- Environment & Energy
What’s Next for the Climate Solutions Caucus?
The recent midterm elections gave us new reasons to hope that Congress will pursue policies to curb the harmful effects of climate change. The election of new members with professional scientific backgrounds, and members who campaigned on a climate platform, brings important momentum to addressing the issue.
The election has also led to what some see as a setback to bipartisanship on climate change. The House Climate Solutions Caucus will only see 21 of its 45 Republican members return in the 116th Congress, and there will be a notable absence with the loss of Rep. Carlos Curbelo, co-founder and co-chair of the Climate Solutions Caucus.

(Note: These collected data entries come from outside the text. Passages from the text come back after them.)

// SPDX-License-Identifier: CEPL-1.0
#![deny(unsafe_op_in_unsafe_fn)]
//! Frame synchronization and swap chain lifecycle engine.
//!
//! The engine is written against the [`backend::Api`] seam. Direct3D 12 is the
//! production implementation (`triframe-render-dx12`); [`headless`] simulates
//! the GPU timeline so the synchronization rules can be exercised anywhere.

pub mod backend;
pub mod device;
pub mod error;
pub mod fence;
pub mod frame;
pub mod frame_loop;
pub mod headless;
pub mod swapchain;

pub use error::{BackendFailure, RenderError, RenderResult, Resource};
pub use frame::FRAME_COUNT;
pub use frame_loop::{FrameLoop, FrameOutcome, FrameState, RenderOptions};

#[derive(Clone, Copy, Debug, PartialEq, Eq)]
pub struct RenderSize {
    pub width: u32,
    pub height: u32,
}

impl RenderSize {
    pub fn new(width: u32, height: u32) -> Self {
        Self { width, height }
    }

    /// A zero-area surface (minimized window) cannot back a swap chain.
    pub fn is_empty(&self) -> bool {
        self.width == 0 || self.height == 0
    }
}

/// What the application drives once per redraw / resize / key press.
pub trait Renderer {
    fn resize(&mut self, size: RenderSize) -> RenderResult<()>;
    /// Only [`FrameOutcome::Presented`] reached the screen.
    fn render(&mut self) -> RenderResult<FrameOutcome>;
    fn set_clear_color(&mut self, rgba: [f32; 4]);
    /// Returns the new vsync setting; applies from the next present.
    fn toggle_vsync(&mut self) -> bool;
    fn shutdown(&mut self) -> RenderResult<()>;
}
// SPDX-License-Identifier: CEPL-1.0
#![deny(unsafe_op_in_unsafe_fn)]
mod app;
mod cli;
mod config;
mod renderer;

use std::process::ExitCode;

use anyhow::{Context, Result};
use tracing::{error, info};
use triframe_core::init_tracing;
use triframe_platform::winit::event_loop::EventLoop;

use crate::app::App;
use crate::cli::CliError;
use crate::config::{load_cfg, Settings};

fn main() -> ExitCode {
    init_tracing();

    let argv = std::env::args_os().map(|a| a.to_string_lossy().into_owned());
    let args = match cli::parse(argv) {
        Ok(args) => args,
        Err(CliError::Display(info)) => {
            let _ = info.print();
            return ExitCode::SUCCESS;
        }
        Err(err @ CliError::InvalidArguments(_)) => {
            if let CliError::InvalidArguments(list) = &err {
                for arg in list {
                    error!("invalid command line argument '{}': {}", arg.token, arg.reason);
                }
            }
            error!("{err}; nothing was started");
            return ExitCode::FAILURE;
        }
    };

    let settings = Settings::resolve(&args, &load_cfg());
    info!(
        "starting {}x{} (warp={})",
        settings.size.width, settings.size.height, settings.options.prefer_software
    );

    match run(settings) {
        Ok(()) => ExitCode::SUCCESS,
        Err(e) => {
            error!("fatal: {e:#}");
            ExitCode::FAILURE
        }
    }
}

fn run(settings: Settings) -> Result<()> {
    let event_loop: EventLoop<()> = EventLoop::new().context("event loop")?;
    let mut app = App::new(settings);
    event_loop.run_app(&mut app)?;
    app.finish()
}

Despite these changes, bipartisan action on climate change remains a priority for FCNL in the 116th Congress. Any path to passing climate legislation through both chambers at the federal level must include members from both political parties. And the large number of environmental regulatory rollbacks from the past two years demonstrates that congressional legislation is essential to create policy changes that can withstand the test of time.
The House Climate Solutions Caucus remains dedicated to seeking bipartisan solutions to climate change and environmental degradation. Already, a number of the returning Republican caucus members have publicly re-committed to these goals, including Rep. Francis Rooney (FL-19) and Rep. Brian Fitzpatrick (PA-08).
While we still are waiting to see who will serve as the new Republican co-chair with Rep. Ted Deutch (FL-19), there have already been public comments made from Climate Solutions Caucus members from both parties on the need for stricter membership and participation requirements. We are eager to continue our work to ensure that the Climate Solutions Caucus advances serious legislative proposals on climate change and remains committed to bipartisan dialogue and relationship-building.
Now more than ever, it is imperative that we continue this work. As the Intergovernmental Panel on Climate Change’s latest special report makes all too clear, we have a small window of time to advance policy solutions that are urgently needed to protect vulnerable communities and reduce the volume of greenhouse gasses in our atmosphere.